- PROBLEM: Exactly the lines starting at the line containing "MIT OR Apache-2.0" and ending at the line containing "pub use adapter::PluginAdapter;" are to be written out from the listing below, both included.

- TASK MATERIAL:
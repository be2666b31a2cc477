// SPDX-FileCopyrightText: 2026 Colloquy Contributors
// SPDX-License-Identifier: MIT OR Apache-2.0

//! Adapter trait definitions.
//!
//! All adapters extend the [`PluginAdapter`] base trait and use
//! `#[async_trait]` for dynamic dispatch compatibility.

pub mod adapter;
pub mod publisher;
pub mod source;
pub mod storage;

pub use adapter::PluginAdapter;
pub use publisher::EventPublisher;
pub use source::{CommandSource, Delivery};
pub use storage::StorageAdapter;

- TASK RESPONSE:
// SPDX-License-Identifier: MIT OR Apache-2.0

//! Adapter trait definitions.
//!
//! All adapters extend the [`PluginAdapter`] base trait and use
//! `#[async_trait]` for dynamic dispatch compatibility.

pub mod adapter;
pub mod publisher;
pub mod source;
pub mod storage;

pub use adapter::PluginAdapter;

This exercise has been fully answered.